The system would also improve PG&E services by automatically reporting which households are experiencing blackouts and enabling utilities to be remotely connected and disconnected when customers move.
The energy giant estimates as much as 90 percent of its SmartMeter costs could be reimbursed by operational savings — including by laying off an army of meter readers. However, PG&E seems to have run into some glitches and is presently asking the California Public Utilities Commission to approve another $572 million expenditure that would ultimately be passed along to the customers.
Many of the approximately 900,000 Smart Meters installed in Northern California since 2006 were designed to transmit billing data via the PG&E power lines, but this apparently did not work well enough.

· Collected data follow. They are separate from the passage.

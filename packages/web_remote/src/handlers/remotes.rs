use axum::{
    Json,
    extract::State,
    http::StatusCode,
    response::{IntoResponse, Response},
};
use tracing::error;

use crate::AppState;
use crate::catalog::load_catalog;

/// GET /api/remotes - every valid layout, fewest buttons first
pub async fn list_remotes(State(state): State<AppState>) -> Response {
    match load_catalog(&state.server_config.remotes_dir).await {
        Ok(layouts) => Json(layouts).into_response(),
        Err(e) => {
            error!("Failed to load remote catalog: {}", e);
            (
                StatusCode::INTERNAL_SERVER_ERROR,
                "Error reading remotes directory",
            )
                .into_response()
        }
    }
}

Now PG&E wants to replace those meters and upgrade the entire system to a wireless network that can handle all the latest automation features — which household customers could only access by buying new appliances.
In a rare barrage of criticism, the San Francisco Department of the Environment and the San Francisco Public Utilities Commission jointly issued a report charging that savings from the digital-metering system simply would not cover its increased costs to the public. The California PUC Division of Ratepayer Advocates and The Utility Reform Network watchdog group chimed in with objections that PG&E’s energy conservation claims were overstated.
Bakersfield residents have complained widely that they experienced sharp increases in their power bills after being issued SmartMeters. The San Francisco report for the Board of Supervisors quoted negative tests from across the United States and Canada, while warning that a large-scale system attempting all the advanced features pledged by PG&E has never been tested anywhere.
The City critique strongly recommended that PG&E be required to conduct a 500,000-unit pilot program before rolling out SmartMeters to all its customers. The CPUC was urged to reject any additional smart-meter costs “until the proposed upgrades can be proven to be cost effective and deliver on the promised benefits.”
To The Examiner, it seems self-evident that a true, city-sized test should have always been a necessary element of the SmartMeter introduction. It would be the worst kind of folly to allow full expansion of a system labeled by The City as “risky and unreliable” without proving it actually delivers as promised.